● **Material for the task**
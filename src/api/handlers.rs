//! API Handlers
//!
//! The interception fallback plus the worker maintenance endpoints.

use std::sync::Arc;

use axum::{
    extract::{Request, State},
    http::{header, HeaderMap, StatusCode, Uri},
    response::{IntoResponse, Response},
    Json,
};
use tracing::debug;
use url::Url;

use crate::context::{AppCacheStats, AppContext};
use crate::error::{CacheError, Result};
use crate::models::{ControlResponse, HealthResponse, UpdateRequest};
use crate::worker::{
    ControlMessage, Destination, FetchRequest, RequestMode, UpdateReport, WorkerHandle,
    WorkerStatus,
};

/// Largest request body forwarded upstream
pub const MAX_BODY_SIZE: usize = 10 * 1024 * 1024;

/// Application state shared across all handlers.
#[derive(Clone)]
pub struct AppState {
    /// Mailbox of the worker task
    pub worker: WorkerHandle,
    /// Application caches
    pub app: Arc<AppContext>,
    /// Origin intercepted paths are resolved against
    pub origin: Url,
}

impl AppState {
    pub fn new(worker: WorkerHandle, app: Arc<AppContext>, origin: Url) -> Self {
        Self {
            worker,
            app,
            origin,
        }
    }
}

/// Fallback handler: every request not aimed at `/__worker/*` goes through
/// the worker.
pub async fn intercept_handler(State(state): State<AppState>, request: Request) -> Response {
    match to_fetch_request(&state.origin, request).await {
        Ok(fetch) => {
            debug!("Intercepted {} {} ({:?})", fetch.method, fetch.url, fetch.destination);
            state.worker.fetch(fetch).await.into_response()
        }
        Err(e) => e.into_response(),
    }
}

/// Handler for POST /__worker/control
pub async fn control_handler(
    State(state): State<AppState>,
    Json(message): Json<ControlMessage>,
) -> Result<(StatusCode, Json<ControlResponse>)> {
    state.worker.post_message(message).await?;
    Ok((StatusCode::ACCEPTED, Json(ControlResponse::queued(message))))
}

/// Handler for POST /__worker/update
///
/// Answers once the new version is installed and active.
pub async fn update_handler(
    State(state): State<AppState>,
    Json(request): Json<UpdateRequest>,
) -> Result<Json<UpdateReport>> {
    if let Some(error) = request.validate() {
        return Err(CacheError::InvalidRequest(error));
    }
    Ok(Json(state.worker.update(request.version.trim()).await?))
}

/// Handler for GET /__worker/status
pub async fn status_handler(State(state): State<AppState>) -> Result<Json<WorkerStatus>> {
    Ok(Json(state.worker.status().await?))
}

/// Handler for GET /__worker/app-cache
pub async fn app_cache_handler(State(state): State<AppState>) -> Json<AppCacheStats> {
    Json(state.app.stats().await)
}

/// Handler for GET /__worker/health
pub async fn health_handler() -> Json<HealthResponse> {
    Json(HealthResponse::healthy())
}

// == Request Conversion ==
async fn to_fetch_request(origin: &Url, request: Request) -> Result<FetchRequest> {
    let (parts, body) = request.into_parts();

    let url = resolve_on_origin(origin, &parts.uri)?;

    let body = axum::body::to_bytes(body, MAX_BODY_SIZE)
        .await
        .map_err(|e| CacheError::InvalidRequest(format!("unreadable body: {}", e)))?;

    let destination = parts
        .headers
        .get("sec-fetch-dest")
        .and_then(|v| v.to_str().ok())
        .and_then(Destination::from_fetch_dest)
        .unwrap_or_else(|| Destination::from_path(url.path()));

    Ok(FetchRequest {
        mode: request_mode(&parts.headers),
        method: parts.method,
        url,
        destination,
        headers: parts.headers,
        body,
    })
}

/// Puts the request path and query on the proxied origin. The authority of
/// an absolute-form URI is ignored, and a path that would re-parse as
/// another host never leaves the origin.
fn resolve_on_origin(origin: &Url, uri: &Uri) -> Result<Url> {
    let mut url = origin.clone();
    url.set_path(uri.path());
    url.set_query(uri.query());
    url.set_fragment(None);

    if url.origin() != origin.origin() {
        return Err(CacheError::InvalidRequest(format!(
            "{} does not belong to {}",
            uri,
            origin.origin().ascii_serialization()
        )));
    }
    Ok(url)
}

/// `Sec-Fetch-Mode: navigate`, or an HTML-accepting request from a client
/// that does not send fetch metadata.
fn request_mode(headers: &HeaderMap) -> RequestMode {
    let navigate = match headers.get("sec-fetch-mode") {
        Some(mode) => mode.as_bytes() == b"navigate",
        None => headers
            .get(header::ACCEPT)
            .and_then(|v| v.to_str().ok())
            .map(|accept| accept.contains("text/html"))
            .unwrap_or(false),
    };

    if navigate {
        RequestMode::Navigate
    } else {
        RequestMode::Subresource
    }
}
//! Cache Statistics Module
//!
//! Hit/miss/eviction counters and the snapshot reported by `stats()`.

use serde::Serialize;

// == Cache Stats ==
/// Running counters kept by a [`BoundedCache`](super::BoundedCache).
#[derive(Debug, Clone, Default, Serialize)]
pub struct CacheStats {
    /// Reads that returned a live value
    pub hits: u64,
    /// Reads on an unknown or expired key
    pub misses: u64,
    /// Entries removed by the LRU policy
    pub evictions: u64,
}

impl CacheStats {
    pub fn new() -> Self {
        Self::default()
    }

    // == Hit Rate ==
    /// Returns hits / (hits + misses), or 0.0 if nothing has been read yet.
    pub fn hit_rate(&self) -> f64 {
        let total = self.hits + self.misses;
        if total == 0 {
            0.0
        } else {
            self.hits as f64 / total as f64
        }
    }

    pub fn record_hit(&mut self) {
        self.hits += 1;
    }

    pub fn record_miss(&mut self) {
        self.misses += 1;
    }

    pub fn record_eviction(&mut self) {
        self.evictions += 1;
    }
}

// == Stats Snapshot ==
/// Point-in-time view of a cache.
#[derive(Debug, Clone, Serialize)]
pub struct StatsSnapshot {
    pub size: usize,
    pub max_size: usize,
    pub hit_rate: f64,
    pub average_access_count: f64,
    /// Entries past their expiry that no read or sweep has removed yet
    pub expired_entries: usize,
    /// Approximate footprint in bytes (JSON-encoded keys and values)
    pub memory_usage: usize,
    pub hits: u64,
    pub misses: u64,
    pub evictions: u64,
}

// == Unit Tests ==
#[cfg(test)]
mod tests {
    use super::*;

    #[test]
    fn test_hit_rate_no_requests() {
        let stats = CacheStats::new();
        assert_eq!(stats.hit_rate(), 0.0);
    }

    #[test]
    fn test_hit_rate_mixed() {
        let mut stats = CacheStats::new();
        stats.record_hit();
        stats.record_hit();
        stats.record_hit();
        stats.record_miss();
        assert_eq!(stats.hit_rate(), 0.75);
    }

    #[test]
    fn test_record_eviction() {
        let mut stats = CacheStats::new();
        stats.record_eviction();
        stats.record_eviction();
        assert_eq!(stats.evictions, 2);
    }
}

● **Task prompt**
Every line of the material must be duplicated exactly.

● **Exercise response**
filename src/api/handlers.rs
//! API Handlers
//!
//! The interception fallback plus the worker maintenance endpoints.

use std::sync::Arc;

use axum::{
    extract::{Request, State},
    http::{header, HeaderMap, StatusCode, Uri},
    response::{IntoResponse, Response},
    Json,
};
use tracing::debug;
use url::Url;

use crate::context::{AppCacheStats, AppContext};
use crate::error::{CacheError, Result};
use crate::models::{ControlResponse, HealthResponse, UpdateRequest};
use crate::worker::{
    ControlMessage, Destination, FetchRequest, RequestMode, UpdateReport, WorkerHandle,
    WorkerStatus,
};

/// Largest request body forwarded upstream
pub const MAX_BODY_SIZE: usize = 10 * 1024 * 1024;

/// Application state shared across all handlers.
#[derive(Clone)]
pub struct AppState {
    /// Mailbox of the worker task
    pub worker: WorkerHandle,
    /// Application caches
    pub app: Arc<AppContext>,
    /// Origin intercepted paths are resolved against
    pub origin: Url,
}

impl AppState {
    pub fn new(worker: WorkerHandle, app: Arc<AppContext>, origin: Url) -> Self {
        Self {
            worker,
            app,
            origin,
        }
    }
}

/// Fallback handler: every request not aimed at `/__worker/*` goes through
/// the worker.
pub async fn intercept_handler(State(state): State<AppState>, request: Request) -> Response {
    match to_fetch_request(&state.origin, request).await {
        Ok(fetch) => {
            debug!("Intercepted {} {} ({:?})", fetch.method, fetch.url, fetch.destination);
            state.worker.fetch(fetch).await.into_response()
        }
        Err(e) => e.into_response(),
    }
}

/// Handler for POST /__worker/control
pub async fn control_handler(
    State(state): State<AppState>,
    Json(message): Json<ControlMessage>,
) -> Result<(StatusCode, Json<ControlResponse>)> {
    state.worker.post_message(message).await?;
    Ok((StatusCode::ACCEPTED, Json(ControlResponse::queued(message))))
}

/// Handler for POST /__worker/update
///
/// Answers once the new version is installed and active.
pub async fn update_handler(
    State(state): State<AppState>,
    Json(request): Json<UpdateRequest>,
) -> Result<Json<UpdateReport>> {
    if let Some(error) = request.validate() {
        return Err(CacheError::InvalidRequest(error));
    }
    Ok(Json(state.worker.update(request.version.trim()).await?))
}

/// Handler for GET /__worker/status
pub async fn status_handler(State(state): State<AppState>) -> Result<Json<WorkerStatus>> {
    Ok(Json(state.worker.status().await?))
}

/// Handler for GET /__worker/app-cache
pub async fn app_cache_handler(State(state): State<AppState>) -> Json<AppCacheStats> {
    Json(state.app.stats().await)
}

/// Handler for GET /__worker/health
pub async fn health_handler() -> Json<HealthResponse> {
    Json(HealthResponse::healthy())
}

// == Request Conversion ==
async fn to_fetch_request(origin: &Url, request: Request) -> Result<FetchRequest> {
    let (parts, body) = request.into_parts();

    let url = resolve_on_origin(origin, &parts.uri)?;

    let body = axum::body::to_bytes(body, MAX_BODY_SIZE)
        .await
        .map_err(|e| CacheError::InvalidRequest(format!("unreadable body: {}", e)))?;

    let destination = parts
        .headers
        .get("sec-fetch-dest")
        .and_then(|v| v.to_str().ok())
        .and_then(Destination::from_fetch_dest)
        .unwrap_or_else(|| Destination::from_path(url.path()));

    Ok(FetchRequest {
        mode: request_mode(&parts.headers),
        method: parts.method,
        url,
        destination,
        headers: parts.headers,
        body,
    })
}

/// Puts the request path and query on the proxied origin. The authority of
/// an absolute-form URI is ignored, and a path that would re-parse as
/// another host never leaves the origin.
fn resolve_on_origin(origin: &Url, uri: &Uri) -> Result<Url> {
    let mut url = origin.clone();
    url.set_path(uri.path());
    url.set_query(uri.query());
    url.set_fragment(None);

    if url.origin() != origin.origin() {
        return Err(CacheError::InvalidRequest(format!(
            "{} does not belong to {}",
            uri,
            origin.origin().ascii_serialization()
        )));
    }
    Ok(url)
}

/// `Sec-Fetch-Mode: navigate`, or an HTML-accepting request from a client
/// that does not send fetch metadata.
fn request_mode(headers: &HeaderMap) -> RequestMode {
    let navigate = match headers.get("sec-fetch-mode") {
        Some(mode) => mode.as_bytes() == b"navigate",
        None => headers
            .get(header::ACCEPT)
            .and_then(|v| v.to_str().ok())
            .map(|accept| accept.contains("text/html"))
            .unwrap_or(false),
    };

    if navigate {
        RequestMode::Navigate
    } else {
        RequestMode::Subresource
    }
}
//! Cache Statistics Module
//!
//! Hit/miss/eviction counters and the snapshot reported by `stats()`.

use serde::Serialize;

// == Cache Stats ==
/// Running counters kept by a [`BoundedCache`](super::BoundedCache).
#[derive(Debug, Clone, Default, Serialize)]
pub struct CacheStats {
    /// Reads that returned a live value
    pub hits: u64,
    /// Reads on an unknown or expired key
    pub misses: u64,
    /// Entries removed by the LRU policy
    pub evictions: u64,
}

impl CacheStats {
    pub fn new() -> Self {
        Self::default()
    }

    // == Hit Rate ==
    /// Returns hits / (hits + misses), or 0.0 if nothing has been read yet.
    pub fn hit_rate(&self) -> f64 {
        let total = self.hits + self.misses;
        if total == 0 {
            0.0
        } else {
            self.hits as f64 / total as f64
        }
    }

    pub fn record_hit(&mut self) {
        self.hits += 1;
    }

    pub fn record_miss(&mut self) {
        self.misses += 1;
    }

    pub fn record_eviction(&mut self) {
        self.evictions += 1;
    }
}

// == Stats Snapshot ==
/// Point-in-time view of a cache.
#[derive(Debug, Clone, Serialize)]
pub struct StatsSnapshot {
    pub size: usize,
    pub max_size: usize,
    pub hit_rate: f64,
    pub average_access_count: f64,
    /// Entries past their expiry that no read or sweep has removed yet
    pub expired_entries: usize,
    /// Approximate footprint in bytes (JSON-encoded keys and values)
    pub memory_usage: usize,
    pub hits: u64,
    pub misses: u64,
    pub evictions: u64,
}

// == Unit Tests ==
#[cfg(test)]
mod tests {
    use super::*;

    #[test]
    fn test_hit_rate_no_requests() {
        let stats = CacheStats::new();
        assert_eq!(stats.hit_rate(), 0.0);
    }

    #[test]
    fn test_hit_rate_mixed() {
        let mut stats = CacheStats::new();
        stats.record_hit();
        stats.record_hit();
        stats.record_hit();
        stats.record_miss();
        assert_eq!(stats.hit_rate(), 0.75);
    }

    #[test]
    fn test_record_eviction() {
        let mut stats = CacheStats::new();
        stats.record_eviction();
        stats.record_eviction();
        assert_eq!(stats.evictions, 2);
    }
}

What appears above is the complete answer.